PROBLEM REQUIREMENTS:
Pull each line with the string "BaseFilter" from the entries.

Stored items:

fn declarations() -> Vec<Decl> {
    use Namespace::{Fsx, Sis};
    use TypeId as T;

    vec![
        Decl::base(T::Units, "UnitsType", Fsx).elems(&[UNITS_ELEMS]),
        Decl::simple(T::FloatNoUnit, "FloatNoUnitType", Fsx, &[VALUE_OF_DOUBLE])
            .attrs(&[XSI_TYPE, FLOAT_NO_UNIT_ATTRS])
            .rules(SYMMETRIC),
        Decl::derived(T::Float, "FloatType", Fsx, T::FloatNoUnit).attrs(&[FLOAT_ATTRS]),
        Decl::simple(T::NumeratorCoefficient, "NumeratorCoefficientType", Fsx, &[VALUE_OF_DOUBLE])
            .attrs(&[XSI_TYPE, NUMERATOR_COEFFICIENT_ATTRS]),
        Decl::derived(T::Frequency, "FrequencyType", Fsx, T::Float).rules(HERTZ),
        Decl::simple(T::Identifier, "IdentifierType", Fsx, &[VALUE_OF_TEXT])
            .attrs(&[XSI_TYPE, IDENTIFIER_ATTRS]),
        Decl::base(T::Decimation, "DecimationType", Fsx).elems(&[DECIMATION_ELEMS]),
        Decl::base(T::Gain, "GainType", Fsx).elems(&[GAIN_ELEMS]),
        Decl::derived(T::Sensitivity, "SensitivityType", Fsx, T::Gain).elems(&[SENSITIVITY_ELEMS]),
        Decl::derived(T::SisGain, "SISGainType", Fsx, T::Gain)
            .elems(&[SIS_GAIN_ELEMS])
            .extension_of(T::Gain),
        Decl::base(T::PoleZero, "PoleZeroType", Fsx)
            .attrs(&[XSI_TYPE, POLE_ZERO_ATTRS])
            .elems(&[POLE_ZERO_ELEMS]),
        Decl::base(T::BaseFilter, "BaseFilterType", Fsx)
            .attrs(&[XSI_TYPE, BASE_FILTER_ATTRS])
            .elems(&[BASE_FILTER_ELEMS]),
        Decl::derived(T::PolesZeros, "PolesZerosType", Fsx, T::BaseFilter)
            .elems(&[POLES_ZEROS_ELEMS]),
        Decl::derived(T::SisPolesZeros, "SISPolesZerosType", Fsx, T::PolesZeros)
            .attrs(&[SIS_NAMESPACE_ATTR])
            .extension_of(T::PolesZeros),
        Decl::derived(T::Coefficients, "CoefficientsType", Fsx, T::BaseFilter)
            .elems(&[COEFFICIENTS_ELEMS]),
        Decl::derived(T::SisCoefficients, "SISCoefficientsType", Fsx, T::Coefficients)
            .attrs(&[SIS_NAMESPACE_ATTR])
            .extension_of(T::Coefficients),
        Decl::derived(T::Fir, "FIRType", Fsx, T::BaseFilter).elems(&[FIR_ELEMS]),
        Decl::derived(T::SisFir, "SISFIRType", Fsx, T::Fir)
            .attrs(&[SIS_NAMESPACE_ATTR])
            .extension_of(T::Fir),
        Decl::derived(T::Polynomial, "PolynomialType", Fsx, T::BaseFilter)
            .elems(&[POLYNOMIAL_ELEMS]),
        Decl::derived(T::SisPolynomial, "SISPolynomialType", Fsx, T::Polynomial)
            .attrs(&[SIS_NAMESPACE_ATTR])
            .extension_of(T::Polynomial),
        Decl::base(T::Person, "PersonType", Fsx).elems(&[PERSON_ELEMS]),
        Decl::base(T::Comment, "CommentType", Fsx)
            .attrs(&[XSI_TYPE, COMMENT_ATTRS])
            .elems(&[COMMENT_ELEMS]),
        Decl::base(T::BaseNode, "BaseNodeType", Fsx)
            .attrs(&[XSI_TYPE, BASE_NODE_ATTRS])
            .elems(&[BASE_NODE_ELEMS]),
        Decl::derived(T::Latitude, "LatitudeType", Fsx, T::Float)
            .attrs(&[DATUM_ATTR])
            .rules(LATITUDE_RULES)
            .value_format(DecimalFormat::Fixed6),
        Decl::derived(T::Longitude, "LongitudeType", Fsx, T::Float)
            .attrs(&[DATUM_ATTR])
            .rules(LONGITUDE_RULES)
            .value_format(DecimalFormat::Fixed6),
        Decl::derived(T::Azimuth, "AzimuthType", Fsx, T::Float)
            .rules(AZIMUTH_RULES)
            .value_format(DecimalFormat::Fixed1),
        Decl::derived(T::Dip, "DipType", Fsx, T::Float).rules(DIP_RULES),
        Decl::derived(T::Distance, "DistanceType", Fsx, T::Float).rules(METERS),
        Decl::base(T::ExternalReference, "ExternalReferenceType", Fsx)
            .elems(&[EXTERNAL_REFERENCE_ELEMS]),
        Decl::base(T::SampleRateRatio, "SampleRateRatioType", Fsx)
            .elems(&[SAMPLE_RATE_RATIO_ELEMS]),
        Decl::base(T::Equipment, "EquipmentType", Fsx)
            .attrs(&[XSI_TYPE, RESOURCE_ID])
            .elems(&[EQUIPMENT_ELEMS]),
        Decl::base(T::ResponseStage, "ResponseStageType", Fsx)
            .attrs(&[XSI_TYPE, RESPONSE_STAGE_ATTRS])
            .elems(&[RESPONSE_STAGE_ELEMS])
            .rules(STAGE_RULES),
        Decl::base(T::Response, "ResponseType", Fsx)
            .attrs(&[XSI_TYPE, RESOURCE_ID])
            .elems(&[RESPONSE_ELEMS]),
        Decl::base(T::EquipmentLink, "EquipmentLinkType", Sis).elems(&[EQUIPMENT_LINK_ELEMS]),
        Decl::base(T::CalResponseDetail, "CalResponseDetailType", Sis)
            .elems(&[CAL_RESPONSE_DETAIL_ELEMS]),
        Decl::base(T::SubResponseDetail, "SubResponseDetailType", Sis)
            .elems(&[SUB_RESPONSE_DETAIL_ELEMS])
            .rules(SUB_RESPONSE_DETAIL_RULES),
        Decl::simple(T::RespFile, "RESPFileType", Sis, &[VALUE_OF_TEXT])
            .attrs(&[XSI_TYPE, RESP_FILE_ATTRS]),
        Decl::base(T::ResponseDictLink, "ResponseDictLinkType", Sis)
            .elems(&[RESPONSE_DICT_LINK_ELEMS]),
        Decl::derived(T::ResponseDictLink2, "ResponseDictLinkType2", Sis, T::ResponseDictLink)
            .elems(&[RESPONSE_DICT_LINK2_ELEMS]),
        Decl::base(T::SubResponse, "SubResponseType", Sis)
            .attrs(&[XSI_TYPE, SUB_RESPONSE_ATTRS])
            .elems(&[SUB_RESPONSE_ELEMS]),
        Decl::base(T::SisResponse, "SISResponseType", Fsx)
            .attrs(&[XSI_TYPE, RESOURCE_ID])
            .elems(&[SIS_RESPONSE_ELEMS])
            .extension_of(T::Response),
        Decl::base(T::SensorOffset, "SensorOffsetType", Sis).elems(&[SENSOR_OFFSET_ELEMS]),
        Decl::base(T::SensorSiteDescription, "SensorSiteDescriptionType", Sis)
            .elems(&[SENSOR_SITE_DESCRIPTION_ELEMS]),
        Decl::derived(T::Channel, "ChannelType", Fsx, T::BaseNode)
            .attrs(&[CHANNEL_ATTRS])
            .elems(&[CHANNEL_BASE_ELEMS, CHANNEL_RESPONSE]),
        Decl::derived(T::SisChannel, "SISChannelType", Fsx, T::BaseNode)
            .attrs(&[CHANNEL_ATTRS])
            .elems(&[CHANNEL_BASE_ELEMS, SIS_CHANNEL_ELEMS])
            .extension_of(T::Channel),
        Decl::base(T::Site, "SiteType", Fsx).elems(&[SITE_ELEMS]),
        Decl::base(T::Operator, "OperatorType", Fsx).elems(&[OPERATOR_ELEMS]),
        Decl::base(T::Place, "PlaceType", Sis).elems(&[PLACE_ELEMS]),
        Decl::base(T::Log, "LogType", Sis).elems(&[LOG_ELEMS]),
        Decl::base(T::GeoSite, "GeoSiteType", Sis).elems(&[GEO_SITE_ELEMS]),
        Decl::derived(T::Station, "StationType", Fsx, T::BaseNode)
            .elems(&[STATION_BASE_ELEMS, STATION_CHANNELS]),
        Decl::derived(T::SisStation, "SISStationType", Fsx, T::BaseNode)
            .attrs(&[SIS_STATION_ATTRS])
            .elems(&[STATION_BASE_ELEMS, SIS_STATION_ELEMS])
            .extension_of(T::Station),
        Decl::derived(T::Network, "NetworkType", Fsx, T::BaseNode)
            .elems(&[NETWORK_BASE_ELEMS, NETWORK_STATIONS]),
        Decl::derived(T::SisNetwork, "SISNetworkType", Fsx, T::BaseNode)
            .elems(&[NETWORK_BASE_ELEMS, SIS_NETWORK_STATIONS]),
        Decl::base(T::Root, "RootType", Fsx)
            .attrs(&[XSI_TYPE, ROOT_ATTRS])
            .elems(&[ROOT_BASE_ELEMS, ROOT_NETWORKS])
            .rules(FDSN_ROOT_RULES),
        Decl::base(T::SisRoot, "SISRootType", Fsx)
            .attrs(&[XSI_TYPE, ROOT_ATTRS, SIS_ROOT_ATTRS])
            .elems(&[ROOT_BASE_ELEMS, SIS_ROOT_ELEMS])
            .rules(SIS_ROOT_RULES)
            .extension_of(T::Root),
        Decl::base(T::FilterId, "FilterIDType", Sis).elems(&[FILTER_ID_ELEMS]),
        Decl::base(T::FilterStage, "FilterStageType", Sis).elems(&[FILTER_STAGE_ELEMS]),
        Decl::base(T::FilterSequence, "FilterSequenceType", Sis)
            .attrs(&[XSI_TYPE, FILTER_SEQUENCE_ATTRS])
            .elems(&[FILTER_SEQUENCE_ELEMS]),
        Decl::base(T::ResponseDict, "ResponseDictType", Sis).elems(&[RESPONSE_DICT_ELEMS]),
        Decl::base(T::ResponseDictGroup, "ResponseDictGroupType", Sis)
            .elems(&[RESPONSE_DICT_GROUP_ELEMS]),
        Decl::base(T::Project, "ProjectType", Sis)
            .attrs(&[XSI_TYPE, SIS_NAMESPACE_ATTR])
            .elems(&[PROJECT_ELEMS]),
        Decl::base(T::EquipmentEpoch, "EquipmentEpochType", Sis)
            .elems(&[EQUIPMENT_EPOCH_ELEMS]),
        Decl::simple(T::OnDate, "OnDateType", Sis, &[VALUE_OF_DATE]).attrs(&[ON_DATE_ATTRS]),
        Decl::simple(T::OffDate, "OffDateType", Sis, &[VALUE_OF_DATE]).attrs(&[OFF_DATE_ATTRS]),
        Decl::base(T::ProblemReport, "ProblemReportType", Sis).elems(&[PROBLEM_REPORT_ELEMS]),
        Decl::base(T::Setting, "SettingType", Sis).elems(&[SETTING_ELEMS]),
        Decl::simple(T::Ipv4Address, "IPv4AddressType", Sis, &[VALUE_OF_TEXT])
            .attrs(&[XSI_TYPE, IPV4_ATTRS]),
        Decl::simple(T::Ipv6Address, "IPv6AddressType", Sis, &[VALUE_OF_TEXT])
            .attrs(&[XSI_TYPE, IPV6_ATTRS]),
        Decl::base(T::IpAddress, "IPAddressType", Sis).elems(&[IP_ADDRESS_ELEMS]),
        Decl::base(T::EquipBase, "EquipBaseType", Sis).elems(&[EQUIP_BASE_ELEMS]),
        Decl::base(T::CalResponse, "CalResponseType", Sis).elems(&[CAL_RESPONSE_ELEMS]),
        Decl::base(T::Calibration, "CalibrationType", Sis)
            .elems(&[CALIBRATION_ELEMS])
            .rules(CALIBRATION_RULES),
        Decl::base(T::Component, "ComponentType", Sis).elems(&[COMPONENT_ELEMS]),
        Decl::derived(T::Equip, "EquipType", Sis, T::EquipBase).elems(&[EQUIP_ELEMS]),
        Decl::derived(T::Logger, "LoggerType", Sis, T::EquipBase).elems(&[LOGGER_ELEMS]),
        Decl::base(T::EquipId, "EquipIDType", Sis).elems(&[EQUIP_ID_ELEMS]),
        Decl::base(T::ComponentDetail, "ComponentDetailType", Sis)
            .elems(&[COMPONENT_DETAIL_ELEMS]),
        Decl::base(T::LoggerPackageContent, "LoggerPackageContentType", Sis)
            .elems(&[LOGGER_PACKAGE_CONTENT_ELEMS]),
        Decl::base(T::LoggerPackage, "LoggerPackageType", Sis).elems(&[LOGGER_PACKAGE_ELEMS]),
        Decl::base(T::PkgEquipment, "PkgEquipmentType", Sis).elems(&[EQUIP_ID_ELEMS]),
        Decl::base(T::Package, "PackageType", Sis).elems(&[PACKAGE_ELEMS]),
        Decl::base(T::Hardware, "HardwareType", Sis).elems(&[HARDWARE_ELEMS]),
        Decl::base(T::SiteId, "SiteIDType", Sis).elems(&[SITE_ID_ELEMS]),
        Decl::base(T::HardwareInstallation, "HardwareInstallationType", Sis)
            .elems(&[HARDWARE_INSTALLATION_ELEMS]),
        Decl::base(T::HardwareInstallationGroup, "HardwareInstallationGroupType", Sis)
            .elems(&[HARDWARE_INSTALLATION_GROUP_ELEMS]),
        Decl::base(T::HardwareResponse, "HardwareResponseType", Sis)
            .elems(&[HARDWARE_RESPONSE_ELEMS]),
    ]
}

EXPECTED OUTPUT:
        Decl::base(T::BaseFilter, "BaseFilterType", Fsx)
        Decl::derived(T::PolesZeros, "PolesZerosType", Fsx, T::BaseFilter)
        Decl::derived(T::Coefficients, "CoefficientsType", Fsx, T::BaseFilter)
        Decl::derived(T::Fir, "FIRType", Fsx, T::BaseFilter).elems(&[FIR_ELEMS]),
        Decl::derived(T::Polynomial, "PolynomialType", Fsx, T::BaseFilter)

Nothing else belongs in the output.